Would be interested to see the real performance impact of this potential optimization: - 10%: https://instagram-engineering.com/dismissing-python-garbage-collection-at-in...
Skimming this, it looks like this one is not just orthogonal to Guido’s proposal, it’s almost directly counter to it. Their goal is to have relatively short-lived killable children that defer refcount twiddling and destruction as much as possible so that fork-inherited objects don’t have to be copied and temporary objects don’t have to be cleaned up, they can just be abandoned. Guido’s goal is to get things decref’d and therefore hopefully destroyed as early as possible. Anyway, their optimization is definitely useful for a special class of programs that meet some requirements that sound unusual until you realize a lot of web servers/middlewares are designed around nearly the same requirements. People have done similar (in fact, even more radical, akin to building CPython and all of your extensions with refcounting completely disabled) in C and other languages, and there’s no reason (if you’re really careful) it couldn’t work in Python. But it’s certainly not the behavior you’d want from a general-purpose Python implementation.

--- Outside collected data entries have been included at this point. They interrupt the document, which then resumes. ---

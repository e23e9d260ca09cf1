//! CLI subcommand implementations.

pub mod migrate;
pub mod user;

use secrecy::SecretString;
use thiserror::Error;

use directorio_api::services::auth::AuthError;

/// Errors surfaced by CLI commands.
#[derive(Debug, Error)]
pub enum CommandError {
    /// Required environment variable is missing.
    #[error("Missing environment variable: {0}")]
    MissingEnvVar(&'static str),

    /// Database connection error.
    #[error("Database connection error: {0}")]
    Database(#[from] sqlx::Error),

    /// Migration failed.
    #[error("Migration error: {0}")]
    Migration(#[from] sqlx::migrate::MigrateError),

    /// User could not be created.
    #[error("{0}")]
    User(#[from] AuthError),

    /// Could not reach the store.
    #[error("Store error: {0}")]
    Store(#[from] directorio_api::db::RepositoryError),
}

/// Read the database URL, preferring `DIRECTORIO_DATABASE_URL`.
pub fn database_url() -> Result<SecretString, CommandError> {
    dotenvy::dotenv().ok();

    std::env::var("DIRECTORIO_DATABASE_URL")
        .or_else(|_| std::env::var("DATABASE_URL"))
        .map(SecretString::from)
        .map_err(|_| CommandError::MissingEnvVar("DIRECTORIO_DATABASE_URL"))
}
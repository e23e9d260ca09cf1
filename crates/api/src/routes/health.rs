//! Liveness and readiness probes.

use axum::{Json, extract::State, http::StatusCode, response::IntoResponse};
use serde_json::json;

use crate::state::AppState;

/// Liveness: the process is serving requests.
pub async fn health() -> &'static str {
    "ok"
}

/// Readiness: the store answers.
pub async fn readiness(State(state): State<AppState>) -> impl IntoResponse {
    let store = state.store();
    match store.ping().await {
        Ok(()) => (
            StatusCode::OK,
            Json(json!({ "ready": true, "store": store.kind() })),
        )
            .into_response(),
        Err(e) => {
            tracing::warn!(error = %e, store = store.kind(), "readiness check failed");
            (StatusCode::SERVICE_UNAVAILABLE, "Store unavailable").into_response()
        }
    }
}
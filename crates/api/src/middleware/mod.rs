//! HTTP middleware stack.
//!
//! # Middleware Order (outermost first)
//!
//! 1. Trailing slash normalization
//! 2. Sentry layers (hub per request, transactions)
//! 3. `TraceLayer` (request span)
//! 4. Request ID
//! 5. Response envelope
//!
//! Authentication is per-handler through the extractors in [`auth`].
//! `POST /token` additionally carries the [`rate_limit`] layer.

pub mod auth;
pub mod rate_limit;
pub mod request_id;

pub use auth::{RequestContext, RequireAuth};
pub use rate_limit::login_rate_limiter;
pub use request_id::{REQUEST_ID_HEADER, request_id_middleware};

This would break uses of locals(), e.g. def foo(a, b): x = a + b if not x: return None del x print('{x}, {a}, {b}'.format(**locals())) return a * b foo(1, 2) Plus if the calculation raises an exception and I'm looking at the report on Sentry, I'd like to see the values of all variables. In particular I might have expected the function to return early and I want to see what `x` was.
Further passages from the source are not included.